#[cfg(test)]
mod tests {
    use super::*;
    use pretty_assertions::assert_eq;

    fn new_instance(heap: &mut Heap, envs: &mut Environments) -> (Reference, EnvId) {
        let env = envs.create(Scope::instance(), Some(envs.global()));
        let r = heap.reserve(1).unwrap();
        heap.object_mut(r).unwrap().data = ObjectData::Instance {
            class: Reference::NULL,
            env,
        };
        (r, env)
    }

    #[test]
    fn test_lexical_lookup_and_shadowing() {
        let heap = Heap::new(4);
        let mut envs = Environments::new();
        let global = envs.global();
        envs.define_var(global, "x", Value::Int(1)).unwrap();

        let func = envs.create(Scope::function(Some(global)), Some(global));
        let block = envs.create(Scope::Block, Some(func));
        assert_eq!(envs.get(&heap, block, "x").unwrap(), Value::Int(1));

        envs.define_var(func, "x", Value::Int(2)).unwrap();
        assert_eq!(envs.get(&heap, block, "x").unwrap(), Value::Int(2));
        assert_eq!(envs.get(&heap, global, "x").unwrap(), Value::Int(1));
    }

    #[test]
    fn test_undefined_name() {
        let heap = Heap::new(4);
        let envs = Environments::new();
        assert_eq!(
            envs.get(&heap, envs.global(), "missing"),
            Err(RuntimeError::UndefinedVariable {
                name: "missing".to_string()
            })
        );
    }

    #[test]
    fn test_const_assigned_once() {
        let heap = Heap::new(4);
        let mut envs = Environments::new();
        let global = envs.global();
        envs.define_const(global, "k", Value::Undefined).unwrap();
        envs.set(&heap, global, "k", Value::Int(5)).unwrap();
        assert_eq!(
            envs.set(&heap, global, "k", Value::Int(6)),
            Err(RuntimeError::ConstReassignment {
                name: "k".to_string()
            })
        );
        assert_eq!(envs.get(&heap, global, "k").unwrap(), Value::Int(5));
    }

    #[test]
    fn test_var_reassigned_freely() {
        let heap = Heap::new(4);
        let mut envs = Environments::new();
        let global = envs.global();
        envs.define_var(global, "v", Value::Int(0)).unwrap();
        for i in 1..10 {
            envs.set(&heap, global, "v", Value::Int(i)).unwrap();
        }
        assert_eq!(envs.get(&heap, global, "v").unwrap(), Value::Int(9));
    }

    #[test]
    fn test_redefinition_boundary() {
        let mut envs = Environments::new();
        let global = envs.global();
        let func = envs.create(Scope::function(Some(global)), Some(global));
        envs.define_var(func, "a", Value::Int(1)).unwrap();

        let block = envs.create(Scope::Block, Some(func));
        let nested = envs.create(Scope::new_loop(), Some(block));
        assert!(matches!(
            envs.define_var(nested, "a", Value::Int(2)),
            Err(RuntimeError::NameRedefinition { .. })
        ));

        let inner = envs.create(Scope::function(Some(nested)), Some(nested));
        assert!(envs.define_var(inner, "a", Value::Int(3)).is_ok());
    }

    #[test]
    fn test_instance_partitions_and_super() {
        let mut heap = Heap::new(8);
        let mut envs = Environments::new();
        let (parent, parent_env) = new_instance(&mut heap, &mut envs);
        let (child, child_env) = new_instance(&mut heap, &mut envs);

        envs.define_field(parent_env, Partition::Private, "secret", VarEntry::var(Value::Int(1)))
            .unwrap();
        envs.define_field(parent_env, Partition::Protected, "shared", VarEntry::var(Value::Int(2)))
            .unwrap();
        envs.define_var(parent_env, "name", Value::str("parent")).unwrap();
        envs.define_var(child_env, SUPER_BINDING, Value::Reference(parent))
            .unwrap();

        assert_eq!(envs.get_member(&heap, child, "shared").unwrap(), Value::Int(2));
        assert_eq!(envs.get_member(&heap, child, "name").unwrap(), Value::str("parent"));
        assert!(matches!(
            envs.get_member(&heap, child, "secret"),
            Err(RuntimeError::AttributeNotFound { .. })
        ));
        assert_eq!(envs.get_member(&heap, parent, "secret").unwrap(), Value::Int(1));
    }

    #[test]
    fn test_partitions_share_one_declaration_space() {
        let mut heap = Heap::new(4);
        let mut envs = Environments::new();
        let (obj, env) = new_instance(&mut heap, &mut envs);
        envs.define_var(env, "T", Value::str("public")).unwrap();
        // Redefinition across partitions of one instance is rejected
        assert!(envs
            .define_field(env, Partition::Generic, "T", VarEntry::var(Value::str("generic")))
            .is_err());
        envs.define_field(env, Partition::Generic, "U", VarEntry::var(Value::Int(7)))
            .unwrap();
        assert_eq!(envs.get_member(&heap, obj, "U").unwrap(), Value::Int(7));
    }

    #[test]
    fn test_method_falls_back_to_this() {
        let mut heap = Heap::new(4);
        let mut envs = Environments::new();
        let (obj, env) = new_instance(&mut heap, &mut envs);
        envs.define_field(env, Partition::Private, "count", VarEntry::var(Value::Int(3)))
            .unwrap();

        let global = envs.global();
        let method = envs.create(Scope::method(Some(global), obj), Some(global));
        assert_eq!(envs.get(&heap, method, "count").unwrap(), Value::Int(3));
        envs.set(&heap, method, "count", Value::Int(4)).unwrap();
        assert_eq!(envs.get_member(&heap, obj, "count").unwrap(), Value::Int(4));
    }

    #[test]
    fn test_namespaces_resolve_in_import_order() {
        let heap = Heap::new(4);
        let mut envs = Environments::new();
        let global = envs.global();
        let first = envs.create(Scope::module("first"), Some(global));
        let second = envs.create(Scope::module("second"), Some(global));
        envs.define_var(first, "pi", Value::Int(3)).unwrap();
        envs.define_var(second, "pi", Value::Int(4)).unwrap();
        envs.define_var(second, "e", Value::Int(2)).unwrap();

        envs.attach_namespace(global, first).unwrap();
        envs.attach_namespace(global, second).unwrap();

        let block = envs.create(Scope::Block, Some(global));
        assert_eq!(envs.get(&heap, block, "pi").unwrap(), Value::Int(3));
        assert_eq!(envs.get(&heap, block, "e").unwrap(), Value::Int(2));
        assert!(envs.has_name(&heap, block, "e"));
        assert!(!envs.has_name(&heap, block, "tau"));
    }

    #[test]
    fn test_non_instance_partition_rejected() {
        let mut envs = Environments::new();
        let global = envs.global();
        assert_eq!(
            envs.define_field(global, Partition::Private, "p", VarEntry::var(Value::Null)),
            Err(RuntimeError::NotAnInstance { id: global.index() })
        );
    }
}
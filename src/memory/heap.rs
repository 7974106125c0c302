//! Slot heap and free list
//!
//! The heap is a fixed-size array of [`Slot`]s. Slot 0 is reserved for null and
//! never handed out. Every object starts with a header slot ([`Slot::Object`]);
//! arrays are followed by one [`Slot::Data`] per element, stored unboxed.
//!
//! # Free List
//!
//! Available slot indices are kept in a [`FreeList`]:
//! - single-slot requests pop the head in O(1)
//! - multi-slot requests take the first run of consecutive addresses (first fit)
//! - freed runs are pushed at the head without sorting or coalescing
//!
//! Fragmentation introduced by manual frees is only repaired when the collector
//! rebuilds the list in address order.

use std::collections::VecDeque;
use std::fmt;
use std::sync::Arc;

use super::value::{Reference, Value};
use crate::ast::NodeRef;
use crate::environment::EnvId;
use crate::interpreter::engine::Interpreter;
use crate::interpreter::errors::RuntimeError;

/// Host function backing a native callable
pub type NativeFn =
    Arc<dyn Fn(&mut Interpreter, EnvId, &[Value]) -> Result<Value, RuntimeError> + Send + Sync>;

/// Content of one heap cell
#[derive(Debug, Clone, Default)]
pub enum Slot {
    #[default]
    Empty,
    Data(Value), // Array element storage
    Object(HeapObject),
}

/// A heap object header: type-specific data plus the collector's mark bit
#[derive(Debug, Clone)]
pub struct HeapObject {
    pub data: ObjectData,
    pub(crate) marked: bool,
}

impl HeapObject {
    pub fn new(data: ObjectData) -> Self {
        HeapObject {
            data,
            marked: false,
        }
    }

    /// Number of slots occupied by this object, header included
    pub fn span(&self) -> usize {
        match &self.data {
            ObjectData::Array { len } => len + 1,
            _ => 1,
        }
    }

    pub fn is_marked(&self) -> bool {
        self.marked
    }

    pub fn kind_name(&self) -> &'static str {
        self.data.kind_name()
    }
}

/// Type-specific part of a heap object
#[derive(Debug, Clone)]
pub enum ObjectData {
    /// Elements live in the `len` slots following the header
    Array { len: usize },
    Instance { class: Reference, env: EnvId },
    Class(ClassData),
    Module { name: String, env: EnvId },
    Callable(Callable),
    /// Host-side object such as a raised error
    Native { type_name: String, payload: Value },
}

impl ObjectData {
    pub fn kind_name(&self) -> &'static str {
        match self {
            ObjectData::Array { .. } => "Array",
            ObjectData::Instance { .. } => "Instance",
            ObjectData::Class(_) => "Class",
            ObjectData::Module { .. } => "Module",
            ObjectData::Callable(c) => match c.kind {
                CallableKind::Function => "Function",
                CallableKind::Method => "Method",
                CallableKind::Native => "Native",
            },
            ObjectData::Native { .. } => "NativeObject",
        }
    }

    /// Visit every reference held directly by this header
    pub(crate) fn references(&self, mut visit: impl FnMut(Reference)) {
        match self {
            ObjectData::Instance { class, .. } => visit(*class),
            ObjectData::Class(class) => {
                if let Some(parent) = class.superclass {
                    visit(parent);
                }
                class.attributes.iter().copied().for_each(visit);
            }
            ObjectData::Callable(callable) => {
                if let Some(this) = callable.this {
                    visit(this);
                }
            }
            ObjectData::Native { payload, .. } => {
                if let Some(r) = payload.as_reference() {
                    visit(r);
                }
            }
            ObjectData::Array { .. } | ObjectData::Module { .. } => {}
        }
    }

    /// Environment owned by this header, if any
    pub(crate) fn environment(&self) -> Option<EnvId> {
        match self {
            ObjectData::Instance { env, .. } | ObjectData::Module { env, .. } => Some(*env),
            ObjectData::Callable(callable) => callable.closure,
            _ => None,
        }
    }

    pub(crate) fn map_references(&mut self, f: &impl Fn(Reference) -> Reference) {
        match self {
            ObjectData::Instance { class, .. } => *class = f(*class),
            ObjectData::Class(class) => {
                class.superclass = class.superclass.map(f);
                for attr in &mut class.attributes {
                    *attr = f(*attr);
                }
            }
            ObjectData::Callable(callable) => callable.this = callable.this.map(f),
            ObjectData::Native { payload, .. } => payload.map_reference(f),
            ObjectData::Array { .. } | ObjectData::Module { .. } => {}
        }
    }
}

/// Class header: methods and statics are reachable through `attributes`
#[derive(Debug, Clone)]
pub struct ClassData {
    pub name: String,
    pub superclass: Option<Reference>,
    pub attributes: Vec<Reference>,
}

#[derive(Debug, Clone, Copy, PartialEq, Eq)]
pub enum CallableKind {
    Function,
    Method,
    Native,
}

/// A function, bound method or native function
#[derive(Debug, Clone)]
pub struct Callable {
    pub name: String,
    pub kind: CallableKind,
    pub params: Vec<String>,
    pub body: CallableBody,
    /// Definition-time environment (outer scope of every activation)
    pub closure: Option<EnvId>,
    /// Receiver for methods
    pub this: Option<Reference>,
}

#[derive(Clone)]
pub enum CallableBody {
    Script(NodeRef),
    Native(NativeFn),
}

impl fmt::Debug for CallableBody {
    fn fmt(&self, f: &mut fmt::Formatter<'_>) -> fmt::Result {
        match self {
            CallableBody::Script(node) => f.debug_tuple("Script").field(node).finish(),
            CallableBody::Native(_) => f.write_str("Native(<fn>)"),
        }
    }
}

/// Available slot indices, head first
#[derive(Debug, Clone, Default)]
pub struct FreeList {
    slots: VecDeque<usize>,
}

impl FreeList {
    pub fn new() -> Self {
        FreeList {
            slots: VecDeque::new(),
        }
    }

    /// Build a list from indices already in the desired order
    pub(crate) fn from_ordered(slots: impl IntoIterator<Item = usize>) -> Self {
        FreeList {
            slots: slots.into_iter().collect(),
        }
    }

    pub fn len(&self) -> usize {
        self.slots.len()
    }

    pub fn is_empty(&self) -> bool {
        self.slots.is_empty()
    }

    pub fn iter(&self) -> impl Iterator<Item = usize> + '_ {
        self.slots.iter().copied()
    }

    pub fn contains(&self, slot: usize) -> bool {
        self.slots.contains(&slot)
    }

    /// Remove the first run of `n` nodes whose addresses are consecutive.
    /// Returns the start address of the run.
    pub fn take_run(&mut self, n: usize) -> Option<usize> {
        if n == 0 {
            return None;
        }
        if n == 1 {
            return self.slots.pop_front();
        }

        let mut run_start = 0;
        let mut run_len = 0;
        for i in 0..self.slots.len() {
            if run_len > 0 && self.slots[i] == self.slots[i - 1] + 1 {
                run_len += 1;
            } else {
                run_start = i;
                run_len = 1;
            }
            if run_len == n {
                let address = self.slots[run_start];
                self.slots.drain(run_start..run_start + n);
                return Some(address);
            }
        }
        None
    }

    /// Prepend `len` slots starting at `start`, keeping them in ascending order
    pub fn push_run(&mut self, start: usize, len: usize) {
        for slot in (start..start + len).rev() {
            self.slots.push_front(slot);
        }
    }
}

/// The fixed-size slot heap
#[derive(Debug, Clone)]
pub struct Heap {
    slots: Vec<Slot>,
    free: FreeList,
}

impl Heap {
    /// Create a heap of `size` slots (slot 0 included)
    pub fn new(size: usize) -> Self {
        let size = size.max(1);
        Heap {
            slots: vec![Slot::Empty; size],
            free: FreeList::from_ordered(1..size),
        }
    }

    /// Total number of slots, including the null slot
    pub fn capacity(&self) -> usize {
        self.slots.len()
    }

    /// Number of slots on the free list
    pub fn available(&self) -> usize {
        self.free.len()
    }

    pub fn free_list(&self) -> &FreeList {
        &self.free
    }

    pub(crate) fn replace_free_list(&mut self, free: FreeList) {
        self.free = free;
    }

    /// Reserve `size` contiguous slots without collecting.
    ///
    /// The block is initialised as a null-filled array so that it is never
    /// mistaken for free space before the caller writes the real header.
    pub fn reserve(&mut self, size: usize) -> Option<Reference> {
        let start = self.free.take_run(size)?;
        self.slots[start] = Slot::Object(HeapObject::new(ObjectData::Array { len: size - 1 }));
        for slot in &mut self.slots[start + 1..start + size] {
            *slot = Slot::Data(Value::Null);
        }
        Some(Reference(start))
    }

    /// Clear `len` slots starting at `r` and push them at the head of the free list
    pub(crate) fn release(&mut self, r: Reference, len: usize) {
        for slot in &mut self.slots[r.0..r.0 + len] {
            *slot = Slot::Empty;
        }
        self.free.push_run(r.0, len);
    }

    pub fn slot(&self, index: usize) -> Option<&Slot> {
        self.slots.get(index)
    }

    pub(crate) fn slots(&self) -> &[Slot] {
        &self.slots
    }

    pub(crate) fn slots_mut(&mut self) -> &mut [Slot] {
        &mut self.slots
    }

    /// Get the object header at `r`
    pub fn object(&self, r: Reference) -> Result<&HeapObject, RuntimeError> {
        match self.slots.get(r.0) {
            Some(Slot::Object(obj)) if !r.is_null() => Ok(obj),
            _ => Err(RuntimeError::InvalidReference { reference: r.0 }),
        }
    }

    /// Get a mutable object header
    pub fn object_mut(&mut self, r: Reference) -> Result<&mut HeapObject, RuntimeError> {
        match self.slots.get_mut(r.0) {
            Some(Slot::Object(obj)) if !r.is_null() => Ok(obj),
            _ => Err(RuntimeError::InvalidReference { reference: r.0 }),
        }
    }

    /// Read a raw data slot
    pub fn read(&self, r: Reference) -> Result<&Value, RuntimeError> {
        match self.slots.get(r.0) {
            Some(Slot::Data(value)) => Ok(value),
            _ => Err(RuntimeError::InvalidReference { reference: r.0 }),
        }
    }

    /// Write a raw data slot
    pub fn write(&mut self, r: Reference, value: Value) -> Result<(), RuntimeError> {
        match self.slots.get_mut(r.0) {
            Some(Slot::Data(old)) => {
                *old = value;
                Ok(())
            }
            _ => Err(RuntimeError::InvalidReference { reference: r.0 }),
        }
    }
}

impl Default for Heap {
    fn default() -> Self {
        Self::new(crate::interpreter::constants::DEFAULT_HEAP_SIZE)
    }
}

————————

→ Work required
Repeat word for word the lines above that run from the line containing "pub(crate) fn release(&mut" through the line containing "mutable object header", both ends included, and nothing else.

→ Solution to this task
    pub(crate) fn release(&mut self, r: Reference, len: usize) {
        for slot in &mut self.slots[r.0..r.0 + len] {
            *slot = Slot::Empty;
        }
        self.free.push_run(r.0, len);
    }

    pub fn slot(&self, index: usize) -> Option<&Slot> {
        self.slots.get(index)
    }

    pub(crate) fn slots(&self) -> &[Slot] {
        &self.slots
    }

    pub(crate) fn slots_mut(&mut self) -> &mut [Slot] {
        &mut self.slots
    }

    /// Get the object header at `r`
    pub fn object(&self, r: Reference) -> Result<&HeapObject, RuntimeError> {
        match self.slots.get(r.0) {
            Some(Slot::Object(obj)) if !r.is_null() => Ok(obj),
            _ => Err(RuntimeError::InvalidReference { reference: r.0 }),
        }
    }

    /// Get a mutable object header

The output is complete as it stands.